The AgentProbe automatically records all tool calls and results, validates the trace according to the configured contracts, and surfaces any violations or trace drift in the result metadata. This makes it easy to enforce and audit agent reasoning steps in CI/CD workflows.

CLI: Trace Drift and Violation Reports#

The CLI provides several commands for working with deterministic traces:

run / harness: Executes experiments and writes run artefacts (including manifest.json, records.jsonl, and config.resolved.yaml) to a run directory.
validate: Validates a run directory, checking that traces and outputs conform to schemas and contracts.
diff: Compares two run directories, reporting regressions, improvements, changes, trace drifts, and trace violation increases.

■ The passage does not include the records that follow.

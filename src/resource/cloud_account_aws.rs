// This file is part of the terraform-provider-vra project
//
// Copyright (C) ANEO, 2024-2024. All rights reserved.
//
// Licensed under the Apache License, Version 2.0 (the "License")
// you may not use this file except in compliance with the License.
// You may obtain a copy of the License at
//
//     http://www.apache.org/licenses/LICENSE-2.0
//
// Unless required by applicable law or agreed to in writing, software
// distributed under the License is distributed on an "AS IS" BASIS,
// WITHOUT WARRANTIES OR CONDITIONS OF ANY KIND, either express or implied.
// See the License for the specific language governing permissions and
// limitations under the License.

use async_trait::async_trait;
use serde::{Deserialize, Serialize};

use tf_provider::schema::{Attribute, AttributeConstraint, AttributeType, Block, Description, Schema};
use tf_provider::value::{Value, ValueList, ValueString};
use tf_provider::{map, AttributePath, Diagnostics};

use crate::client::models::{
    CloudAccount, CloudAccountAwsSpecification, UpdateRegionalCloudAccountSpecification,
};
use crate::client::ApiClient;
use crate::error::VraError;
use crate::utils::{with_id, WithNormalize, WithSchema, WithValidate};

use super::expand::{
    check_unique, expand_optional, expand_string, expand_string_list, expand_tags,
    flatten_regions, flatten_tags, optional_string, tags_schema, validate_unique, TagsState,
};
use super::{changed, created_id, fetch, remove, ResourceKind};

const CLOUD_ACCOUNTS_AWS_PATH: &str = "/iaas/api/cloud-accounts-aws";

#[derive(Debug, Default, Clone, PartialEq, Serialize, Deserialize)]
pub struct CloudAccountAwsState<'a> {
    pub id: ValueString<'a>,
    pub name: ValueString<'a>,
    pub description: ValueString<'a>,
    pub access_key: ValueString<'a>,
    pub secret_key: ValueString<'a>,
    pub regions: ValueList<ValueString<'a>>,
    pub region_ids: ValueList<ValueString<'a>>,
    pub tags: TagsState<'a>,
}

with_id!(CloudAccountAwsState);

New CLI Flags for CI Enforcement#

The diff command now supports additional flags for stricter CI/CD enforcement:

--fail-on-trace-drift: Exit with a nonzero status if any trace fingerprints differ between baseline and candidate runs (even if output text is unchanged). This enforces strict behavioural determinism.
--fail-on-trace-violations: Exit with a nonzero status if the number of trace contract violations increases for any record in the candidate run compared to the baseline. This helps catch regressions in structural correctness.

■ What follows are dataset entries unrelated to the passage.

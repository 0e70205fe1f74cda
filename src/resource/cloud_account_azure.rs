// This file is part of the terraform-provider-vra project
//
// Copyright (C) ANEO, 2024-2024. All rights reserved.
//
// Licensed under the Apache License, Version 2.0 (the "License")
// you may not use this file except in compliance with the License.
// You may obtain a copy of the License at
//
//     http://www.apache.org/licenses/LICENSE-2.0
//
// Unless required by applicable law or agreed to in writing, software
// distributed under the License is distributed on an "AS IS" BASIS,
// WITHOUT WARRANTIES OR CONDITIONS OF ANY KIND, either express or implied.
// See the License for the specific language governing permissions and
// limitations under the License.

use async_trait::async_trait;
use serde::{Deserialize, Serialize};

use tf_provider::schema::{Attribute, AttributeConstraint, AttributeType, Block, Description, Schema};
use tf_provider::value::{Value, ValueList, ValueString};
use tf_provider::{map, AttributePath, Diagnostics};

use crate::client::models::{
    CloudAccount, CloudAccountAzureSpecification, UpdateRegionalCloudAccountSpecification,
};
use crate::client::ApiClient;
use crate::error::VraError;
use crate::utils::{with_id, WithNormalize, WithSchema, WithValidate};

use super::expand::{
    check_unique, expand_optional, expand_string, expand_string_list, expand_tags,
    flatten_regions, flatten_tags, optional_string, tags_schema, validate_unique, TagsState,
};
use super::{changed, created_id, fetch, remove, ResourceKind};

const CLOUD_ACCOUNTS_AZURE_PATH: &str = "/iaas/api/cloud-accounts-azure";

#[derive(Debug, Default, Clone, PartialEq, Serialize, Deserialize)]
pub struct CloudAccountAzureState<'a> {
    pub id: ValueString<'a>,
    pub name: ValueString<'a>,
    pub description: ValueString<'a>,
    pub application_id: ValueString<'a>,
    pub application_key: ValueString<'a>,
    pub subscription_id: ValueString<'a>,
    pub tenant_id: ValueString<'a>,
    pub regions: ValueList<ValueString<'a>>,
    pub region_ids: ValueList<ValueString<'a>>,
    pub tags: TagsState<'a>,
}

with_id!(CloudAccountAzureState);

impl<'a> WithSchema for CloudAccountAzureState<'a> {
    fn schema() -> Schema {
        let required = |description, sensitive| Attribute {
            attr_type: AttributeType::String,
            description: Description::plain(description),
            constraint: AttributeConstraint::Required,
            sensitive,
            ..Default::default()
        };
        Schema {
            version: 1,
            block: Block {
                version: 1,
                attributes: map! {
                    "id" => Attribute {
                        attr_type: AttributeType::String,
                        description: Description::plain("Id of the cloud account"),
                        constraint: AttributeConstraint::Computed,
                        ..Default::default()
                    },
                    "name" => required("Name of the cloud account", false),
                    "description" => Attribute {
                        attr_type: AttributeType::String,
                        description: Description::plain("Description of the cloud account"),
                        constraint: AttributeConstraint::Optional,
                        ..Default::default()
                    },
                    "application_id" => required("Azure client application id", false),
                    "application_key" => required("Azure client application secret key", true),
                    "subscription_id" => required("Azure subscription id", false),
                    "tenant_id" => required("Azure tenant id", false),
                    "regions" => Attribute {
                        attr_type: AttributeType::List(Box::new(AttributeType::String)),
                        description: Description::plain("Azure regions to enable, like `westus`"),
                        constraint: AttributeConstraint::Optional,
                        ..Default::default()
                    },
                    "region_ids" => Attribute {
                        attr_type: AttributeType::List(Box::new(AttributeType::String)),
                        description: Description::plain("Ids of the enabled regions, in `regions` order"),
                        constraint: AttributeConstraint::Computed,
                        ..Default::default()
                    },
                },
                blocks: map! {
                    "tags" => tags_schema("Tags attached to the cloud account"),
                },
                description: Description::plain("Azure cloud account"),
                ..Default::default()
            },
        }
    }
}

impl<'a> WithValidate for CloudAccountAzureState<'a> {
    fn validate(&self, diags: &mut Diagnostics, attr_path: AttributePath) {
        validate_unique(diags, attr_path, "regions", &self.regions);
    }
}

impl<'a> WithNormalize for CloudAccountAzureState<'a> {
    fn normalize(&mut self, _diags: &mut Diagnostics) {}

    fn unknown_computed(&mut self) {
        self.region_ids = Value::Unknown;
    }
}

#[derive(Debug, Default, Clone)]
pub struct CloudAccountAzureResource;

#[async_trait]
impl ResourceKind for CloudAccountAzureResource {
    type State<'a> = CloudAccountAzureState<'a>;
    const NAME: &'static str = "Azure cloud account";

    /// Only the description, the regions and the tags can be patched
    fn replaced_attributes<'a>(
        &self,
        prior: &CloudAccountAzureState<'a>,
        planned: &CloudAccountAzureState<'a>,
    ) -> Vec<&'static str> {
        changed([
            ("name", prior.name != planned.name),
            ("application_id", prior.application_id != planned.application_id),
            ("application_key", prior.application_key != planned.application_key),
            ("subscription_id", prior.subscription_id != planned.subscription_id),
            ("tenant_id", prior.tenant_id != planned.tenant_id),
        ])
    }

    async fn create<'a>(
        &self,
        client: &ApiClient,
        state: &mut CloudAccountAzureState<'a>,
    ) -> Result<(), VraError> {
        let regions = expand_string_list(&state.regions);
        check_unique("regions", &regions)?;

        let specification = CloudAccountAzureSpecification {
            name: expand_string(&state.name),
            description: expand_optional(&state.description),
            subscription_id: expand_string(&state.subscription_id),
            tenant_id: expand_string(&state.tenant_id),
            client_application_id: expand_string(&state.application_id),
            client_application_secret_key: expand_string(&state.application_key),
            region_ids: regions,
            create_default_zones: false,
            tags: expand_tags(&state.tags),
        };

        let account: CloudAccount = client
            .post(CLOUD_ACCOUNTS_AZURE_PATH, &specification)
            .await?;
        tracing::info!("Azure cloud account {} created", account.id);

        state.id = created_id(Self::NAME, account.id)?;
        self.read(client, state).await
    }

    async fn read<'a>(
        &self,
        client: &ApiClient,
        state: &mut CloudAccountAzureState<'a>,
    ) -> Result<(), VraError> {
        let Some(account) =
            fetch::<CloudAccount>(client, CLOUD_ACCOUNTS_AZURE_PATH, &state.id).await?
        else {
            state.id = Value::Null;
            return Ok(());
        };

        let (regions, region_ids) =
            flatten_regions(&state.regions, &account.enabled_region_ids, &account.links)?;
        state.regions = regions;
        state.region_ids = region_ids;
        state.name = optional_string(account.name);
        state.description = optional_string(account.description);
        for (value, echoed) in [
            (&mut state.application_id, account.client_application_id),
            (&mut state.subscription_id, account.subscription_id),
            (&mut state.tenant_id, account.tenant_id),
        ] {
            if let Some(echoed) = echoed.filter(|echoed| !echoed.is_empty()) {
                *value = Value::Value(echoed.into());
            }
        }
        state.tags = flatten_tags(&account.tags);

        Ok(())
    }

    async fn update<'a>(
        &self,
        client: &ApiClient,
        state: &mut CloudAccountAzureState<'a>,
    ) -> Result<(), VraError> {
        let regions = expand_string_list(&state.regions);
        check_unique("regions", &regions)?;

        let specification = UpdateRegionalCloudAccountSpecification {
            description: expand_optional(&state.description),
            region_ids: regions,
            create_default_zones: false,
            tags: expand_tags(&state.tags),
        };
        let path = format!("{CLOUD_ACCOUNTS_AZURE_PATH}/{}", state.id.as_str());
        let _: CloudAccount = client.patch(&path, &specification).await?;

        self.read(client, state).await
    }

    async fn delete<'a>(
        &self,
        client: &ApiClient,
        state: &mut CloudAccountAzureState<'a>,
    ) -> Result<(), VraError> {
        remove(client, CLOUD_ACCOUNTS_AZURE_PATH, &state.id).await?;
        state.id = Value::Null;
        Ok(())
    }
}

#[cfg(test)]
mod tests {
    use serde_json::json;
    use wiremock::matchers::{body_partial_json, method, path};
    use wiremock::{Mock, MockServer, ResponseTemplate};

    use super::*;
    use crate::resource::expand::{flatten_string_list, value_string};
    use crate::resource::testing;

    fn planned() -> CloudAccountAzureState<'static> {
        CloudAccountAzureState {
            id: Value::Unknown,
            name: value_string("azure"),
            application_id: value_string("app"),
            application_key: value_string("k3y"),
            subscription_id: value_string("sub"),
            tenant_id: value_string("tenant"),
            regions: flatten_string_list(&[String::from("westus")]),
            region_ids: Value::Unknown,
            ..Default::default()
        }
    }

    #[tokio::test]
    async fn create_keeps_the_application_key() {
        let server = MockServer::start().await;
        let account = json!({
            "id": "az1",
            "name": "azure",
            "clientApplicationId": "app",
            "subscriptionId": "sub",
            "tenantId": "tenant",
            "enabledRegionIds": ["westus"],
            "_links": {"regions": {"hrefs": ["/iaas/api/regions/r-westus"]}},
        });
        Mock::given(method("POST"))
            .and(path(CLOUD_ACCOUNTS_AZURE_PATH))
            .and(body_partial_json(json!({
                "clientApplicationId": "app",
                "clientApplicationSecretKey": "k3y",
                "regionIds": ["westus"],
            })))
            .respond_with(ResponseTemplate::new(201).set_body_json(account.clone()))
            .expect(1)
            .mount(&server)
            .await;
        Mock::given(method("GET"))
            .and(path("/iaas/api/cloud-accounts-azure/az1"))
            .respond_with(ResponseTemplate::new(200).set_body_json(account))
            .mount(&server)
            .await;

        let mut state = planned();
        CloudAccountAzureResource
            .create(&testing::client(&server), &mut state)
            .await
            .unwrap();

        assert_eq!(state.id, value_string("az1"));
        assert_eq!(state.application_key, value_string("k3y"));
        assert_eq!(state.region_ids, flatten_string_list(&[String::from("r-westus")]));
    }

    #[tokio::test]
    async fn duplicate_regions_never_reach_the_api() {
        let server = MockServer::start().await;
        Mock::given(method("PATCH"))
            .respond_with(ResponseTemplate::new(200))
            .expect(0)
            .mount(&server)
            .await;

        let mut state = CloudAccountAzureState {
            id: value_string("az1"),
            regions: flatten_string_list(&[String::from("westus"), String::from("westus")]),
            ..planned()
        };
        let err = CloudAccountAzureResource
            .update(&testing::client(&server), &mut state)
            .await
            .unwrap_err();
        assert!(matches!(err, VraError::Validation { attribute: "regions", .. }));
    }
}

These flags can be combined with existing options to enforce trace-based quality gates in automated workflows.

Interpreting Trace Drift and Violation Reports#

When running insidellms diff <run_dir_a> <run_dir_b>, the CLI compares trace fingerprints and violation counts for each record (identified by model, probe, and example). Output sections include:

Trace Drifts: Indicates records where the trace fingerprint changed between runs, e.g.:
```
Trace Drifts
  gpt-4 | logic | example 42: trace sha256:abc123... -> sha256:def456...
```
This means the execution trace structure changed, even if the output text did not.
Trace Violation Increases: Indicates records where the number of contract violations increased, e.g.:
```
Trace Violation Increases
  gpt-4 | logic | example 42: violations 0 -> 2
```
This means the candidate run produced more contract violations than the baseline.
Other Sections: Regressions, improvements, and changes are also reported, along with missing or new records.

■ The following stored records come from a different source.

// This file is part of the terraform-provider-vra project
//
// Copyright (C) ANEO, 2024-2024. All rights reserved.
//
// Licensed under the Apache License, Version 2.0 (the "License")
// you may not use this file except in compliance with the License.
// You may obtain a copy of the License at
//
//     http://www.apache.org/licenses/LICENSE-2.0
//
// Unless required by applicable law or agreed to in writing, software
// distributed under the License is distributed on an "AS IS" BASIS,
// WITHOUT WARRANTIES OR CONDITIONS OF ANY KIND, either express or implied.
// See the License for the specific language governing permissions and
// limitations under the License.

use std::borrow::Cow;
use std::fmt::Debug;
use std::sync::{Arc, OnceLock};

use async_trait::async_trait;
use serde::{de::DeserializeOwned, Serialize};

use tf_provider::value::{Value, ValueEmpty, ValueString};
use tf_provider::{schema::Schema, AttributePath, Diagnostics, Resource};

use crate::client::ApiClient;
use crate::error::VraError;
use crate::utils::{WithId, WithNormalize, WithSchema, WithValidate};

pub mod expand;

mod cloud_account_aws;
mod cloud_account_azure;
mod cloud_account_gcp;
mod cloud_account_nsxv;
mod flavor_profile;
mod image_profile;
mod load_balancer;
mod machine;
mod network;
mod project;
mod storage_profile;
mod zone;

pub use cloud_account_aws::CloudAccountAwsResource;
pub use cloud_account_azure::CloudAccountAzureResource;
pub use cloud_account_gcp::CloudAccountGcpResource;
pub use cloud_account_nsxv::CloudAccountNsxvResource;
pub use flavor_profile::FlavorProfileResource;
pub use image_profile::ImageProfileResource;
pub use load_balancer::LoadBalancerResource;
pub use machine::MachineResource;
pub use network::NetworkResource;
pub use project::ProjectResource;
pub use storage_profile::StorageProfileResource;
pub use zone::ZoneResource;

pub(crate) use network::NETWORKS_PATH;
pub(crate) use project::{flatten_users, users_attribute, PROJECTS_PATH};
pub(crate) use zone::ZONES_PATH;

/// Client shared by all resources, set once the provider is configured
pub type ClientHandle = Arc<OnceLock<ApiClient>>;

/// Lifecycle of one kind of vRA object
///
/// `create` and `update` end with a `read` so the state reflects the server.
/// `read` clears the id when the object does not exist anymore.
#[async_trait]
pub trait ResourceKind: Debug + Send + Sync + 'static {
    type State<'a>: WithSchema
        + WithNormalize
        + WithValidate
        + WithId<'a>
        + Debug
        + Default
        + Clone
        + PartialEq
        + Send
        + Sync
        + Serialize
        + DeserializeOwned;

    /// Name of the object kind in messages
    const NAME: &'static str;

    /// Attributes changed between `prior` and `planned` that the API cannot
    /// update in place, the object is replaced when any is returned
    fn replaced_attributes<'a>(
        &self,
        _prior: &Self::State<'a>,
        _planned: &Self::State<'a>,
    ) -> Vec<&'static str> {
        Vec::new()
    }

    async fn create<'a>(
        &self,
        client: &ApiClient,
        state: &mut Self::State<'a>,
    ) -> Result<(), VraError>;
    async fn read<'a>(
        &self,
        client: &ApiClient,
        state: &mut Self::State<'a>,
    ) -> Result<(), VraError>;
    async fn update<'a>(
        &self,
        client: &ApiClient,
        state: &mut Self::State<'a>,
    ) -> Result<(), VraError>;
    async fn delete<'a>(
        &self,
        client: &ApiClient,
        state: &mut Self::State<'a>,
    ) -> Result<(), VraError>;
}

#[derive(Debug)]
pub struct VraResource<K: ResourceKind> {
    client: ClientHandle,
    kind: K,
}

impl<K: ResourceKind> VraResource<K> {
    pub fn new(client: ClientHandle, kind: K) -> Self {
        Self { client, kind }
    }

    fn client(&self, diags: &mut Diagnostics) -> Option<&ApiClient> {
        let client = self.client.get();
        if client.is_none() {
            diags.root_error(
                format!("Cannot manage {} before the provider is configured", K::NAME),
                VraError::NotConfigured.to_string(),
            );
        }
        client
    }
}

#[async_trait]
impl<K: ResourceKind> Resource for VraResource<K> {
    /// Null when the object does not exist anymore
    type State<'a> = Value<K::State<'a>>;
    type PrivateState<'a> = ValueEmpty;
    type ProviderMetaState<'a> = ValueEmpty;

    fn schema(&self, _diags: &mut Diagnostics) -> Option<Schema> {
        Some(<K::State<'static> as WithSchema>::schema())
    }

    async fn validate<'a>(&self, diags: &mut Diagnostics, config: Self::State<'a>) -> Option<()> {
        if let Value::Value(config) = &config {
            config.validate(diags, Default::default());
        }

        if diags.errors.is_empty() {
            Some(())
        } else {
            None
        }
    }

    async fn read<'a>(
        &self,
        diags: &mut Diagnostics,
        state: Self::State<'a>,
        private_state: Self::PrivateState<'a>,
        _provider_meta_state: Self::ProviderMetaState<'a>,
    ) -> Option<(Self::State<'a>, Self::PrivateState<'a>)> {
        let mut state = match state {
            Value::Value(state) => state,
            state => return Some((state, private_state)),
        };
        let client = self.client(diags)?;

        if let Err(err) = self.kind.read(client, &mut state).await {
            report(diags, "read", K::NAME, err);
            return None;
        }

        if state.id().is_null() {
            tracing::info!("{} is gone, removing it from the state", K::NAME);
            return Some((Value::Null, private_state));
        }
        Some((Value::Value(state), private_state))
    }

    async fn plan_create<'a>(
        &self,
        diags: &mut Diagnostics,
        proposed_state: Self::State<'a>,
        _config_state: Self::State<'a>,
        _provider_meta_state: Self::ProviderMetaState<'a>,
    ) -> Option<(Self::State<'a>, Self::PrivateState<'a>)> {
        let mut state = proposed_state;
        if let Value::Value(state) = &mut state {
            *state.id_mut() = Value::Unknown;
            state.unknown_computed();
            state.normalize(diags);
        }

        Some((state, Default::default()))
    }

    async fn plan_update<'a>(
        &self,
        diags: &mut Diagnostics,
        prior_state: Self::State<'a>,
        proposed_state: Self::State<'a>,
        _config_state: Self::State<'a>,
        prior_private_state: Self::PrivateState<'a>,
        _provider_meta_state: Self::ProviderMetaState<'a>,
    ) -> Option<(
        Self::State<'a>,
        Self::PrivateState<'a>,
        Vec<tf_provider::AttributePath>,
    )> {
        let mut state = proposed_state;
        let mut replace = Vec::new();
        if let Value::Value(state) = &mut state {
            state.normalize(diags);
            if let Value::Value(prior) = &prior_state {
                replace = self.kind.replaced_attributes(prior, state);
            }
            if !replace.is_empty() {
                tracing::info!("{} will be replaced, {:?} changed", K::NAME, replace);
            }
            // Computed values may all change once the update is applied
            if Value::Value(state.clone()) != prior_state {
                state.unknown_computed();
            }
        }

        Some((
            state,
            prior_private_state,
            replace.into_iter().map(AttributePath::new).collect(),
        ))
    }

    async fn plan_destroy<'a>(
        &self,
        _diags: &mut Diagnostics,
        _prior_state: Self::State<'a>,
        prior_private_state: Self::PrivateState<'a>,
        _provider_meta_state: Self::ProviderMetaState<'a>,
    ) -> Option<Self::PrivateState<'a>> {
        Some(prior_private_state)
    }

    async fn create<'a>(
        &self,
        diags: &mut Diagnostics,
        planned_state: Self::State<'a>,
        _config_state: Self::State<'a>,
        private_state: Self::PrivateState<'a>,
        _provider_meta_state: Self::ProviderMetaState<'a>,
    ) -> Option<(Self::State<'a>, Self::PrivateState<'a>)> {
        let Value::Value(mut state) = planned_state else {
            diags.root_error(
                format!("Failed to apply {}", K::NAME),
                "the planned state is not known",
            );
            return None;
        };
        let client = self.client(diags)?;

        if let Err(err) = self.kind.create(client, &mut state).await {
            report(diags, "create", K::NAME, err);
            return None;
        }

        if state.id().is_null() {
            diags.root_error(
                format!("Failed to create {}", K::NAME),
                "the object disappeared right after its creation",
            );
            return None;
        }
        Some((Value::Value(state), private_state))
    }

    async fn update<'a>(
        &self,
        diags: &mut Diagnostics,
        _prior_state: Self::State<'a>,
        planned_state: Self::State<'a>,
        _config_state: Self::State<'a>,
        private_state: Self::PrivateState<'a>,
        _provider_meta_state: Self::ProviderMetaState<'a>,
    ) -> Option<(Self::State<'a>, Self::PrivateState<'a>)> {
        let Value::Value(mut state) = planned_state else {
            diags.root_error(
                format!("Failed to apply {}", K::NAME),
                "the planned state is not known",
            );
            return None;
        };
        let client = self.client(diags)?;

        if let Err(err) = self.kind.update(client, &mut state).await {
            report(diags, "update", K::NAME, err);
            return None;
        }

        Some((Value::Value(state), private_state))
    }

    async fn destroy<'a>(
        &self,
        diags: &mut Diagnostics,
        state: Self::State<'a>,
        _planned_private_state: Self::PrivateState<'a>,
        _provider_meta_state: Self::ProviderMetaState<'a>,
    ) -> Option<()> {
        let Value::Value(mut state) = state else {
            return Some(());
        };
        let client = self.client(diags)?;

        match self.kind.delete(client, &mut state).await {
            Ok(()) => Some(()),
            Err(err) => {
                report(diags, "delete", K::NAME, err);
                None
            }
        }
    }

    async fn import<'a>(
        &self,
        diags: &mut Diagnostics,
        id: String,
    ) -> Option<(Self::State<'a>, Self::PrivateState<'a>)> {
        if id.is_empty() {
            diags.root_error(
                format!("Failed to import {}", K::NAME),
                "the import id is empty",
            );
            return None;
        }

        // The framework reads the object right after the import
        let mut state: K::State<'a> = Default::default();
        *state.id_mut() = Value::Value(Cow::Owned(id));
        Some((Value::Value(state), Default::default()))
    }
}

fn report(diags: &mut Diagnostics, operation: &str, kind: &str, err: VraError) {
    tracing::warn!("failed to {operation} {kind}: {err}");
    match err {
        VraError::Validation { attribute, message } => {
            diags.error(
                format!("Invalid `{attribute}`"),
                message,
                AttributePath::new(attribute),
            );
        }
        err => diags.root_error(format!("Failed to {operation} {kind}"), err.to_string()),
    }
}

/// Names of the attributes flagged as changed
pub(crate) fn changed(
    attributes: impl IntoIterator<Item = (&'static str, bool)>,
) -> Vec<&'static str> {
    attributes
        .into_iter()
        .filter_map(|(name, changed)| changed.then_some(name))
        .collect()
}

/// Fetch `{path}/{id}`, `None` when the server does not know the object
pub(crate) async fn fetch<T: DeserializeOwned>(
    client: &ApiClient,
    path: &str,
    id: &ValueString<'_>,
) -> Result<Option<T>, VraError> {
    let Some(id) = id.as_deref_option() else {
        return Ok(None);
    };
    match client.get(&format!("{path}/{id}")).await {
        Ok(object) => Ok(Some(object)),
        Err(err) if err.is_not_found() => {
            tracing::debug!("{path}/{id} not found");
            Ok(None)
        }
        Err(err) => Err(err.into()),
    }
}

/// Delete `{path}/{id}`, an object already gone counts as deleted
pub(crate) async fn remove(
    client: &ApiClient,
    path: &str,
    id: &ValueString<'_>,
) -> Result<(), VraError> {
    let Some(id) = id.as_deref_option() else {
        return Ok(());
    };
    match client.delete(&format!("{path}/{id}")).await {
        Err(err) if !err.is_not_found() => Err(err.into()),
        _ => Ok(()),
    }
}

/// Id assigned by the server to a newly created object
pub(crate) fn created_id<'a>(kind: &str, id: String) -> Result<ValueString<'a>, VraError> {
    if id.is_empty() {
        Err(VraError::InvalidResponse(format!(
            "the created {kind} has no id"
        )))
    } else {
        Ok(Value::Value(Cow::Owned(id)))
    }
}

#[cfg(test)]
pub(crate) mod testing {
    use wiremock::MockServer;

    use crate::client::ApiClient;

    pub(crate) fn client(server: &MockServer) -> ApiClient {
        ApiClient::with_token(&server.uri(), "token", false).unwrap()
    }
}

You can limit the number of items shown with --limit, and use --fail-on-trace-drift or --fail-on-trace-violations to make the CLI exit nonzero if such issues are detected.

Purpose and Rationale#

Ordered Event Recording ensures that traces are stable, reproducible, and comparable across runs, independent of timing or concurrency.
Payload Redaction/Normalisation removes volatile or sensitive data, enabling deterministic fingerprinting and privacy.
Contract Validation enforces structural invariants on traces, catching regressions and unexpected behaviours early.
Trace Drift Detection provides a robust signal for behavioural changes, even when outputs are superficially similar.

For further details, see the relevant modules: tracing.py, trace_config.py, trace_contracts.py, and pipeline.py.